#![forbid(unsafe_code)]

//! Geometric primitives in logical canvas units.
//!
//! Coordinates are `f64` with the origin at the top-left and y growing
//! downward, matching an SVG viewBox.

use serde::{Deserialize, Serialize};

/// A point on the canvas.
#[derive(Debug, Clone, Copy, PartialEq, Default, Serialize, Deserialize)]
pub struct Point {
    pub x: f64,
    pub y: f64,
}

impl Point {
    /// Create a new point.
    #[inline]
    #[must_use]
    pub const fn new(x: f64, y: f64) -> Self {
        Self { x, y }
    }

    /// Translate by `(dx, dy)`.
    #[inline]
    #[must_use]
    pub fn offset(self, dx: f64, dy: f64) -> Self {
        Self::new(self.x + dx, self.y + dy)
    }

    /// Linear interpolation toward `other` (`t = 0` is `self`).
    #[inline]
    #[must_use]
    pub fn lerp(self, other: Point, t: f64) -> Self {
        Self::new(
            self.x + (other.x - self.x) * t,
            self.y + (other.y - self.y) * t,
        )
    }
}

/// A width/height pair.
#[derive(Debug, Clone, Copy, PartialEq, Default, Serialize, Deserialize)]
pub struct Size {
    pub width: f64,
    pub height: f64,
}

impl Size {
    #[inline]
    #[must_use]
    pub const fn new(width: f64, height: f64) -> Self {
        Self { width, height }
    }
}

/// An axis-aligned box.
///
/// `x`/`y` are the top-left corner. Edges are half-open for overlap tests:
/// two boxes that merely touch do not overlap.
#[derive(Debug, Clone, Copy, PartialEq, Default, Serialize, Deserialize)]
pub struct Rect {
    pub x: f64,
    pub y: f64,
    pub width: f64,
    pub height: f64,
}

impl Rect {
    /// Create a new rectangle from its top-left corner.
    #[inline]
    #[must_use]
    pub const fn new(x: f64, y: f64, width: f64, height: f64) -> Self {
        Self {
            x,
            y,
            width,
            height,
        }
    }

    /// Create a rectangle centred on `center`.
    #[inline]
    #[must_use]
    pub fn from_center(center: Point, size: Size) -> Self {
        Self::new(
            center.x - size.width / 2.0,
            center.y - size.height / 2.0,
            size.width,
            size.height,
        )
    }

    /// Left edge.
    #[inline]
    #[must_use]
    pub const fn left(&self) -> f64 {
        self.x
    }

    /// Top edge.
    #[inline]
    #[must_use]
    pub const fn top(&self) -> f64 {
        self.y
    }

    /// Right edge.
    #[inline]
    #[must_use]
    pub fn right(&self) -> f64 {
        self.x + self.width
    }

    /// Bottom edge.
    #[inline]
    #[must_use]
    pub fn bottom(&self) -> f64 {
        self.y + self.height
    }

    /// Centre point.
    #[inline]
    #[must_use]
    pub fn center(&self) -> Point {
        Point::new(self.x + self.width / 2.0, self.y + self.height / 2.0)
    }

    /// Midpoint of the top edge.
    #[inline]
    #[must_use]
    pub fn top_center(&self) -> Point {
        Point::new(self.x + self.width / 2.0, self.y)
    }

    /// Midpoint of the bottom edge.
    #[inline]
    #[must_use]
    pub fn bottom_center(&self) -> Point {
        Point::new(self.x + self.width / 2.0, self.bottom())
    }

    /// Midpoint of the left edge.
    #[inline]
    #[must_use]
    pub fn left_center(&self) -> Point {
        Point::new(self.x, self.y + self.height / 2.0)
    }

    /// Midpoint of the right edge.
    #[inline]
    #[must_use]
    pub fn right_center(&self) -> Point {
        Point::new(self.right(), self.y + self.height / 2.0)
    }

    /// Check if the rectangle has zero area.
    #[inline]
    #[must_use]
    pub fn is_empty(&self) -> bool {
        self.width <= 0.0 || self.height <= 0.0
    }

    /// Check if a point is inside the rectangle (edges inclusive).
    #[inline]
    #[must_use]
    pub fn contains(&self, p: Point) -> bool {
        p.x >= self.x && p.x <= self.right() && p.y >= self.y && p.y <= self.bottom()
    }

    /// Whether the two boxes share interior area.
    #[inline]
    #[must_use]
    pub fn overlaps(&self, other: &Rect) -> bool {
        self.overlaps_horizontally(other) && self.overlaps_vertically(other)
    }

    /// Whether the open x-intervals intersect.
    #[inline]
    #[must_use]
    pub fn overlaps_horizontally(&self, other: &Rect) -> bool {
        self.left() < other.right() && other.left() < self.right()
    }

    /// Whether the open y-intervals intersect.
    #[inline]
    #[must_use]
    pub fn overlaps_vertically(&self, other: &Rect) -> bool {
        self.top() < other.bottom() && other.top() < self.bottom()
    }

    /// Smallest rectangle containing both.
    #[must_use]
    pub fn union(&self, other: &Rect) -> Rect {
        let x = self.x.min(other.x);
        let y = self.y.min(other.y);
        let right = self.right().max(other.right());
        let bottom = self.bottom().max(other.bottom());
        Rect::new(x, y, right - x, bottom - y)
    }

    /// Intersection, or `None` if the boxes do not overlap.
    #[must_use]
    pub fn intersection(&self, other: &Rect) -> Option<Rect> {
        let x = self.x.max(other.x);
        let y = self.y.max(other.y);
        let right = self.right().min(other.right());
        let bottom = self.bottom().min(other.bottom());
        (x < right && y < bottom).then(|| Rect::new(x, y, right - x, bottom - y))
    }

    /// Shift by `(dx, dy)`.
    #[inline]
    #[must_use]
    pub fn translate(&self, dx: f64, dy: f64) -> Rect {
        Rect::new(self.x + dx, self.y + dy, self.width, self.height)
    }
}
//! Drive a Philips-style coffee machine from software!
//!
//! Crema impersonates the machine's own display over the shared serial bus:
//! it injects the display's button-press and power messages, decodes the
//! telemetry stream to learn what the machine is really doing, and — when the
//! display is asleep and deaf to the bus — briefly cuts its power to force it
//! awake ("power trip") before injecting the power-on sequence.
//!
//! # Examples
//!
//! Watch the (simulated) machine:
//! ```text
//! $ crema monitor
//! ● on  │ coffee selected │ beans ▮▮▯ size ▮▯▯ milk ▮▮▯
//! ```
//!
//! Turn it on, tripping the display first if it is silent:
//! ```text
//! $ crema power
//! Display not communicating, power tripping first
//! Power is now on
//! ```
//!
//! Drive the cup size to level 2:
//! ```text
//! $ crema set --kind size --value 2
//! Level 2 reached
//! ```

pub mod control;
pub mod display;
pub mod logging;
pub mod machine;
pub mod prelude;
pub mod protocol;
pub mod store;
use std::fmt::Debug;

/// Wraps a wire-valued enumeration that may carry unknown bytes.
///
/// The display firmware is free to send values we have never seen; those are
/// preserved as [`MachineEnum::Unknown`] rather than rejected, so decoding
/// never fails hard.
#[derive(Copy, Clone, PartialEq, Eq)]
pub enum MachineEnum<T>
where
    T: TryFrom<u8> + Copy,
{
    Value(T),
    Unknown(u8),
}

impl<T> MachineEnum<T>
where
    T: TryFrom<u8> + Copy,
{
    pub fn decode(value: u8) -> Self {
        match T::try_from(value) {
            Ok(value) => MachineEnum::Value(value),
            Err(_) => MachineEnum::Unknown(value),
        }
    }

    /// The decoded value, if this byte mapped to a known enumerator.
    pub fn known(self) -> Option<T> {
        match self {
            MachineEnum::Value(v) => Some(v),
            MachineEnum::Unknown(_) => None,
        }
    }
}

impl<T> From<T> for MachineEnum<T>
where
    T: TryFrom<u8> + Copy,
{
    fn from(t: T) -> Self {
        MachineEnum::Value(t)
    }
}

impl<T: Debug> Debug for MachineEnum<T>
where
    T: TryFrom<u8> + Copy,
{
    fn fmt(&self, f: &mut std::fmt::Formatter<'_>) -> std::fmt::Result {
        match self {
            Self::Value(t) => t.fmt(f),
            Self::Unknown(v) => write!(f, "Unknown({:02x})", v),
        }
    }
}

impl<T: PartialEq> PartialEq<T> for MachineEnum<T>
where
    T: TryFrom<u8> + Copy,
{
    fn eq(&self, other: &T) -> bool {
        match self {
            Self::Value(t) => t.eq(other),
            Self::Unknown(_) => false,
        }
    }
}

******

» **WHAT IS REQUIRED**: What is the number of lines in the data that contain "intervals"? Write that number and nothing else.

» **YOUR RESPONSE**: 2